Index Securities risk – The Underlying Funds invest in broadly based portfolios of securities and there is a risk that the securities’ prices and distributions may decline, thereby adversely affecting the Return on such investment. Returns on Index Securities may be affected by the circumstances of individual Index Issuers (Index Issuer risk) or the circumstances of Index Issuers within a particular industry (sector risk) or geographic area (country-regional risk) or by general sharemarket fluctuations or volatile increases and decreases in the price of securities generally (market risk).

Halt, Suspension or Delisting Risk – The Underlying Shares are listed for trading on NYSE Arca (an exchange). Trading in the Underlying Shares may be halted or suspended or the Underlying Shares may be delisted which may mean the Manager is unable to trade Underlying Shares either temporarily or permanently.

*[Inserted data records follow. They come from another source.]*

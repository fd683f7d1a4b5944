use crate::core::validator::InvalidReason;
use crate::domain::model::Issue;
use crate::utils::error::Result;
use chrono::NaiveDateTime;
use serde::Serialize;

const INSTANT_FORMAT: &str = "%Y-%m-%d %H:%M";

#[derive(Debug, Clone, Copy, Default, PartialEq, Eq)]
#[cfg_attr(feature = "cli", derive(clap::ValueEnum))]
pub enum OutputFormat {
    #[default]
    Text,
    Json,
}

/// A successfully scheduled issue.
#[derive(Debug, Clone, PartialEq, Eq, Serialize)]
pub struct DueDateReport {
    pub issue_date: String,
    pub lead_time_hours: u32,
    pub due_date: String,
}

impl DueDateReport {
    pub fn new(issue: &Issue, due_date: NaiveDateTime) -> Self {
        Self {
            issue_date: issue.date().format(INSTANT_FORMAT).to_string(),
            lead_time_hours: issue.lead_time_hours(),
            due_date: due_date.format(INSTANT_FORMAT).to_string(),
        }
    }

    pub fn render(&self, format: OutputFormat) -> Result<String> {
        match format {
            OutputFormat::Text => Ok(format!(
                "\nIssue recorded at: {}\nLead time in hours: {}\nCalculated due date: {}",
                self.issue_date, self.lead_time_hours, self.due_date
            )),
            OutputFormat::Json => Ok(serde_json::to_string_pretty(self)?),
        }
    }
}

/// An issue that was not created during working hours.
#[derive(Debug, Clone, PartialEq, Eq, Serialize)]
pub struct Rejection {
    pub valid: bool,
    pub issue_date: String,
    #[serde(flatten)]
    pub reason: InvalidReason,
    pub message: String,
}

impl Rejection {
    pub fn new(issue: &Issue, reason: InvalidReason) -> Self {
        let message = match reason {
            InvalidReason::NotAWorkingDay => format!(
                "Given date \"{}\" is not a working day.",
                issue.date().format("%Y-%m-%d")
            ),
            InvalidReason::OutsideWorkingHours { working_hours } => format!(
                "Given time is out of working hours. Working hours are {}.",
                working_hours
            ),
        };

        Self {
            valid: false,
            issue_date: issue.date().format(INSTANT_FORMAT).to_string(),
            reason,
            message,
        }
    }

    pub fn render(&self, format: OutputFormat) -> Result<String> {
        match format {
            OutputFormat::Text => Ok(self.message.clone()),
            OutputFormat::Json => Ok(serde_json::to_string_pretty(self)?),
        }
    }
}
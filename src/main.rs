use anyhow::Context;
use clap::Parser;
use due_date::app::engine::validate_lead_time;
use due_date::app::prompt::Prompter;
use due_date::utils::error::{DueDateError, ErrorSeverity};
use due_date::utils::validation::Validate;
use due_date::utils::logger;
use due_date::{CliConfig, DueDateEngine, Issue, Outcome, TomlConfig};
use std::io::{self, Write};

fn main() -> anyhow::Result<()> {
    let config = CliConfig::parse();

    // 初始化日誌
    if config.log_json {
        logger::init_json_logger(config.verbose);
    } else {
        logger::init_cli_logger(config.verbose);
    }

    tracing::info!("Starting calculate-due-date");
    if config.verbose {
        tracing::debug!("CLI config: {:?}", config);
    }

    let outcome = match execute(&config) {
        Ok(outcome) => outcome,
        Err(e) => {
            tracing::error!(
                "❌ Due date calculation failed: {} (Category: {:?}, Severity: {:?})",
                e,
                e.category(),
                e.severity()
            );
            eprintln!("❌ {}", e.user_friendly_message());
            eprintln!("💡 {}", e.recovery_suggestion());
            std::process::exit(exit_code(&e));
        }
    };

    let rendered = outcome
        .render(config.format)
        .context("Failed to render the result")?;

    let mut stdout = io::stdout().lock();
    writeln!(stdout, "{}", rendered).context("Failed to write the result")?;
    stdout.flush().context("Failed to flush stdout")?;

    if outcome.is_rejected() {
        std::process::exit(1);
    }

    Ok(())
}

fn execute(config: &CliConfig) -> due_date::Result<Outcome> {
    tracing::info!("📁 Loading configuration from: {}", config.config);
    let workdays = TomlConfig::from_file(&config.config)?;
    workdays.validate()?;
    let workdays = workdays.workdays_configuration()?;
    tracing::info!("✅ Configuration loaded and validated successfully");

    if config.has_missing_arguments() {
        tracing::debug!("Prompting for missing issue arguments");
    }
    let arguments = Prompter::terminal().complete(
        config.issue_date.clone(),
        config.issue_time.clone(),
        config.lead_time.clone(),
    )?;

    let issue = Issue::parse(&arguments.issue_date, &arguments.issue_time, &arguments.lead_time)?;
    validate_lead_time(&issue)?;

    DueDateEngine::new(&workdays).run(&issue)
}

// 根據錯誤嚴重程度決定退出碼
fn exit_code(error: &DueDateError) -> i32 {
    match error.severity() {
        ErrorSeverity::Medium => 2,
        ErrorSeverity::High => 1,
        ErrorSeverity::Critical => 3,
    }
}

Currency risk – The Underlying Funds pay distributions in US Dollars and the Underlying Shares are denominated in US Dollars. However, several of the Underlying Funds invest in foreign entities.

12 These funds may be exposed to a currency risk based on the exchange rate between the currency the Returns are received in and the US dollar.

General Risks

Operational risk – There is a risk that errors, fraud or misconduct may cause a loss to a Smartshares Fund or otherwise affect Unitholders' Returns. Policies and procedures have been adopted by the Manager to mitigate this risk, and the Manager has also insured, subject to normal commercial excesses, against losses arising from fraud and misconduct.

Underlying Fund Operational Risk – The Smartshares Funds rely on the Underlying Fund Manager to properly manage the Underlying Funds. The Manager does not have control over the Underlying Fund Manager and so there is a risk that the Underlying Fund Manager will not perform its functions properly (which the Manager may not immediately become aware of). Such performance failures could have a material adverse effect on the value of a Smartshares Fund's investment in an Underlying Fund, and thus on Unitholders. The Underlying Fund Manager does not owe any obligations to Unitholders and only owes obligations to each Smartshares Fund as a shareholder in the relevant Underlying Fund.

Liquidity risk – Except in limited circumstances, Unitholders are only able to cash in their investment by selling their Units on market. The market price per Unit may vary from the Current Unit Value due to supply and demand factors. Once the Manager's application to quote Units on the NZX Main Board has been accepted, Units will be quoted on the NZX Main Board and, in the opinion of the Manager, a market for sales of Units will develop. However, although the Units are expected to be quoted on the NZX Main Board, the fact that investors can apply to purchase Units directly from the Manager may mean there are fewer buyers of Units on the NZX Main Board. • Regulatory and tax risk – The Smartshares Funds are subject to an ongoing risk that regulatory

or tax law requirements may change, and that this may have an adverse effect on Unitholders' Returns. Also, each Smartshares Fund will be a Portfolio Investment Entity (PIE), with benefits for Unitholders, and there is a risk that this status may be lost, as discussed on page 30 below. There is further information about risks on pages 32 to 36.